Reclaiming the essence of Marketing

A blog dedicated to helping aspiring marketers understand the nuances, must begin its first post on defining marketing. I could have chosen the title of this post as simply 'Marketing Definition', but I feel that that over the years marketing has been diluted both by specialization driven by the business schools and organizational structures, and relegated many a times to a secondary role within companies. This is especially true in companies that primarily sell to other businesses (B2B), as against individual consumers.

So what is marketing in its essence, you ask?

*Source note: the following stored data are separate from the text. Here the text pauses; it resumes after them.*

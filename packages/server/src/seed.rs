use chrono::Utc;
use common::store::MemoryStore;
use sea_orm::*;
use tracing::info;

use crate::entity::{problem, test_case};

struct SampleProblem {
    title: &'static str,
    slug: &'static str,
    difficulty: &'static str,
    description: &'static str,
    /// `(input, expected_output, is_hidden)`
    test_cases: &'static [(&'static str, &'static str, bool)],
}

const SAMPLE_PROBLEMS: &[SampleProblem] = &[
    SampleProblem {
        title: "Sum of Two Numbers",
        slug: "sum-of-two-numbers",
        difficulty: "Easy",
        description: "Read two integers separated by a space and print their sum.",
        test_cases: &[("2 3", "5", false), ("10 20", "30", false), ("-7 7", "0", true)],
    },
    SampleProblem {
        title: "Reverse a String",
        slug: "reverse-a-string",
        difficulty: "Easy",
        description: "Read a single line and print it reversed.",
        test_cases: &[
            ("hello", "olleh", false),
            ("abc", "cba", false),
            ("racecar", "racecar", true),
        ],
    },
];

/// Insert the sample problems that are not present yet, matched by slug.
pub async fn seed_problems(db: &DatabaseConnection) -> Result<(), DbErr> {
    let mut inserted = 0u32;
    for sample in SAMPLE_PROBLEMS {
        let exists = problem::Entity::find()
            .filter(problem::Column::Slug.eq(sample.slug))
            .one(db)
            .await?
            .is_some();
        if exists {
            continue;
        }

        let txn = db.begin().await?;
        let model = problem::ActiveModel {
            title: Set(sample.title.to_string()),
            slug: Set(sample.slug.to_string()),
            description: Set(sample.description.to_string()),
            difficulty: Set(sample.difficulty.to_string()),
            created_at: Set(Utc::now()),
            ..Default::default()
        }
        .insert(&txn)
        .await?;

        for &(input, expected_output, is_hidden) in sample.test_cases {
            test_case::ActiveModel {
                problem_id: Set(model.id),
                input: Set(input.to_string()),
                expected_output: Set(expected_output.to_string()),
                is_hidden: Set(is_hidden),
                ..Default::default()
            }
            .insert(&txn)
            .await?;
        }
        txn.commit().await?;
        inserted += 1;
    }

    info!(inserted, "Sample problems seeded");
    Ok(())
}

/// Load the sample problems into an in-memory store.
pub async fn seed_memory(store: &MemoryStore) {
    for sample in SAMPLE_PROBLEMS {
        let problem = store
            .add_described_problem(
                sample.title,
                sample.slug,
                sample.difficulty,
                sample.description,
            )
            .await;
        for &(input, expected_output, is_hidden) in sample.test_cases {
            store
                .add_test_case(problem.id, input, expected_output, is_hidden)
                .await;
        }
    }
    info!(count = SAMPLE_PROBLEMS.len(), "Sample problems loaded into memory");
}
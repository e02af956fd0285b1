pub mod error;
pub mod evaluator;
pub mod execution;
pub mod intake;
pub mod pool;
#[cfg(any(test, feature = "testing"))]
pub mod testing;
pub mod verdict;

pub use error::{ExecutionError, IntakeError};
pub use evaluator::{EvaluationJob, Evaluator};
pub use execution::{ExecutionBackend, ExecutionClient, Judge0Backend, PollSettings};
pub use intake::{SubmissionService, SubmitRequest};
pub use pool::{EvaluationPool, PoolError};
use common::submission::Submission;
use serde::{Deserialize, Serialize};

#[derive(Serialize)]
pub struct CreateSubmissionResponse {
    pub message: &'static str,
    pub submission_id: i32,
}

#[derive(Serialize)]
pub struct SubmissionResponse {
    pub submission: Submission,
}

#[derive(Serialize)]
pub struct SubmissionListResponse {
    pub submissions: Vec<Submission>,
}

/// Query parameters for submission listings.
#[derive(Debug, Deserialize)]
pub struct ListSubmissionsQuery {
    pub user_id: i32,
    /// Missing or zero means the endpoint's default.
    pub limit: Option<u64>,
}

impl ListSubmissionsQuery {
    pub fn limit_or(&self, default: u64) -> u64 {
        self.limit.filter(|&n| n > 0).unwrap_or(default)
    }
}
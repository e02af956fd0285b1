use sea_orm::entity::prelude::*;
use serde::{Deserialize, Serialize};

#[sea_orm::model]
#[derive(Clone, Debug, PartialEq, Eq, DeriveEntityModel, Serialize, Deserialize)]
#[sea_orm(table_name = "submission")]
pub struct Model {
    #[sea_orm(primary_key)]
    pub id: i32,

    pub user_id: i32,

    pub problem_id: i32,
    #[sea_orm(belongs_to, from = "problem_id", to = "id")]
    pub problem: HasOne<super::problem::Entity>,

    pub language: String,
    #[sea_orm(column_type = "Text")]
    pub code: String,
    /// Execution backend token of the first test case.
    pub judge_token: Option<String>,
    /// Display label of the verdict, e.g. "Accepted" or "Runtime Error (SIGSEGV)".
    pub verdict: String,
    pub runtime_ms: Option<i32>,
    pub memory_kb: Option<i32>,
    #[sea_orm(column_type = "Text", nullable)]
    pub error_message: Option<String>,

    pub created_at: DateTimeUtc,
}

impl ActiveModelBehavior for ActiveModel {}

Marketing is an integrative thought process that animates the organization from creation to delivery of products and/or services, and determines how best to capture their value from consumers who accept them as meeting their needs over that of competing offerings.
I hope I haven't scared you away :) Let me explain the rationale for the choice of the elements in the definition.

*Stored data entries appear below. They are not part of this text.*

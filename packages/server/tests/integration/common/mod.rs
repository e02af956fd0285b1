use std::net::SocketAddr;
use std::sync::Arc;
use std::time::Duration;

use ::common::config::{ExecutionConfig, PoolConfig};
use ::common::retry::RetryConfig;
use ::common::store::MemoryStore;
use reqwest::Client;
use serde_json::Value;

use server::config::{AppConfig, CorsConfig, DatabaseConfig, ServerConfig};
use server::state::AppState;
use worker::testing::ScriptedBackend;
use worker::{ExecutionBackend, ExecutionClient, EvaluationPool, PollSettings};

pub mod routes {
    pub const HEALTH: &str = "/health";
    pub const PROBLEMS: &str = "/api/problems";
    pub const SUBMISSIONS: &str = "/api/submissions";

    pub fn problem(slug: &str) -> String {
        format!("/api/problems/{slug}")
    }

    pub fn submission(id: i32) -> String {
        format!("/api/submissions/{id}")
    }

    pub fn user_submissions(user_id: i32) -> String {
        format!("/api/submissions?user_id={user_id}")
    }

    pub fn problem_submissions(slug: &str, user_id: i32) -> String {
        format!("/api/submissions/problem/{slug}?user_id={user_id}")
    }
}

/// Slug of the problem every test app starts with.
pub const SUM: &str = "sum";

/// A running test server backed by an in-memory store.
pub struct TestApp {
    pub addr: SocketAddr,
    pub client: Client,
    pub store: Arc<MemoryStore>,
    pub pool: Arc<EvaluationPool>,
}

/// Parsed HTTP response for test assertions.
pub struct TestResponse {
    pub status: u16,
    /// Raw response body as text.
    pub text: String,
    /// Parsed JSON body, or `Null` if the response is not valid JSON.
    pub body: Value,
}

impl TestApp {
    /// Every unscripted input is accepted.
    pub async fn spawn() -> Self {
        Self::spawn_with(Arc::new(ScriptedBackend::new()), PoolConfig::default()).await
    }

    pub async fn spawn_with(backend: Arc<dyn ExecutionBackend>, pool: PoolConfig) -> Self {
        let store = Arc::new(MemoryStore::new());
        let problem = store.add_problem("Sum", SUM, "Easy").await;
        store.add_test_case(problem.id, "1 2", "3", false).await;
        store.add_test_case(problem.id, "2 2", "4", false).await;
        store.add_test_case(problem.id, "40 2", "42", true).await;

        let config = AppConfig {
            server: ServerConfig {
                host: "127.0.0.1".to_string(),
                port: 0,
                cors: CorsConfig {
                    allow_origins: vec!["http://localhost:3000".to_string()],
                },
            },
            database: DatabaseConfig::default(),
            execution: ExecutionConfig::default(),
            retry: RetryConfig::disabled(),
            pool,
        };

        let client = ExecutionClient::new(
            backend,
            config.retry,
            PollSettings {
                max_attempts: 5,
                interval: Duration::from_millis(1),
            },
        );
        let state = AppState::new(store.clone(), client, config);
        let pool = state.pool.clone();

        let app = server::build_router(state);

        let listener = tokio::net::TcpListener::bind("127.0.0.1:0")
            .await
            .expect("Failed to bind to random port");
        let addr = listener.local_addr().unwrap();

        tokio::spawn(async move {
            axum::serve(listener, app).await.unwrap();
        });

        Self {
            addr,
            client: Client::new(),
            store,
            pool,
        }
    }

    fn url(&self, path: &str) -> String {
        format!("http://{}{}", self.addr, path)
    }

    pub async fn get(&self, path: &str) -> TestResponse {
        let res = self
            .client
            .get(self.url(path))
            .send()
            .await
            .expect("Failed to send GET request");

        TestResponse::from_response(res).await
    }

    pub async fn post(&self, path: &str, body: &Value) -> TestResponse {
        let res = self
            .client
            .post(self.url(path))
            .json(body)
            .send()
            .await
            .expect("Failed to send POST request");

        TestResponse::from_response(res).await
    }

    /// Submit code for the given problem and return the new submission id.
    pub async fn submit(&self, user_id: i32, slug: &str, code: &str, language: &str) -> i32 {
        let res = self
            .post(
                routes::SUBMISSIONS,
                &serde_json::json!({
                    "user_id": user_id,
                    "problem_slug": slug,
                    "code": code,
                    "language": language,
                }),
            )
            .await;
        assert_eq!(res.status, 201, "submit failed: {}", res.text);
        res.body["submission_id"]
            .as_i64()
            .expect("response body should contain 'submission_id'") as i32
    }

    /// Poll the submission endpoint until the verdict is no longer `Pending`.
    pub async fn wait_for_verdict(&self, id: i32) -> Value {
        for _ in 0..200 {
            let res = self.get(&routes::submission(id)).await;
            assert_eq!(res.status, 200, "get submission failed: {}", res.text);
            if res.body["submission"]["verdict"] != "Pending" {
                return res.body["submission"].clone();
            }
            tokio::time::sleep(Duration::from_millis(10)).await;
        }
        panic!("submission {id} still pending");
    }
}

impl TestResponse {
    pub async fn from_response(res: reqwest::Response) -> Self {
        let status = res.status().as_u16();
        let text = res.text().await.unwrap_or_default();
        let body = serde_json::from_str(&text).unwrap_or(Value::Null);
        Self { status, text, body }
    }

    pub fn code(&self) -> &str {
        self.body["code"].as_str().unwrap_or_default()
    }
}
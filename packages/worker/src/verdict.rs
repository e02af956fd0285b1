use common::{RuntimeErrorCause, Verdict};

use crate::execution::ExecutionStatus;

/// Translate a final backend status into a submission verdict.
///
/// Unknown status ids keep the backend's own description, falling back to
/// [`Verdict::UNKNOWN_ERROR`].
pub fn map_verdict(status: &ExecutionStatus) -> Verdict {
    match status.id {
        ExecutionStatus::ACCEPTED => Verdict::Accepted,
        ExecutionStatus::WRONG_ANSWER => Verdict::WrongAnswer,
        ExecutionStatus::TIME_LIMIT_EXCEEDED => Verdict::TimeLimitExceeded,
        ExecutionStatus::COMPILATION_ERROR => Verdict::CompilationError,
        ExecutionStatus::RUNTIME_ERROR_SIGSEGV => runtime(RuntimeErrorCause::Sigsegv),
        ExecutionStatus::RUNTIME_ERROR_SIGXFSZ => runtime(RuntimeErrorCause::Sigxfsz),
        ExecutionStatus::RUNTIME_ERROR_SIGFPE => runtime(RuntimeErrorCause::Sigfpe),
        ExecutionStatus::RUNTIME_ERROR_SIGABRT => runtime(RuntimeErrorCause::Sigabrt),
        ExecutionStatus::RUNTIME_ERROR_NZEC => runtime(RuntimeErrorCause::Nzec),
        ExecutionStatus::RUNTIME_ERROR_OTHER => runtime(RuntimeErrorCause::Other),
        ExecutionStatus::INTERNAL_ERROR => Verdict::InternalError,
        ExecutionStatus::EXEC_FORMAT_ERROR => Verdict::ExecFormatError,
        _ => Verdict::Unrecognized(
            status
                .description
                .as_deref()
                .filter(|d| !d.is_empty())
                .unwrap_or(Verdict::UNKNOWN_ERROR)
                .to_string(),
        ),
    }
}

fn runtime(cause: RuntimeErrorCause) -> Verdict {
    Verdict::RuntimeError(Some(cause))
}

  • Integrative thought process: First and foremost, it is essential that we put 'thinking' back into marketing. Because that is what it is - thinking through the process of value creation - concept to delivery. Secondly, marketing by its very nature integrates all that the company needs to do or does (irrespective of function) into a promise that the consumer responds to favorably with his wallet.
  • Animates from creation to delivery: Just as life animates our body, marketing brings purpose and life to every facet of the organization through active collaboration. For example, with engineering on product design; with manufacturing on cost, quantity and quality; with finance on pricing, profitability and absolute profit; with sales on customer needs and new product introduction.
  • accept them as meeting their needs: Too many marketers lose sight of the qualifier - as accepted by the consumer. The most sophisticated market research and psychographics would make no headway, if the consumer is unwilling to accept it as fulfilling his need.
  • Over competing offerings: You would be surprised how often businesses forget this very important part - you just have to be better than those competitors (including the 'status quo', the greatest competitor).

Over the life of this blog, this practioner hopes to go deeper into the practice of marketing as embodied in this definition. And in that journey, he hopes to rediscover some of the joys that first drew him to this profession.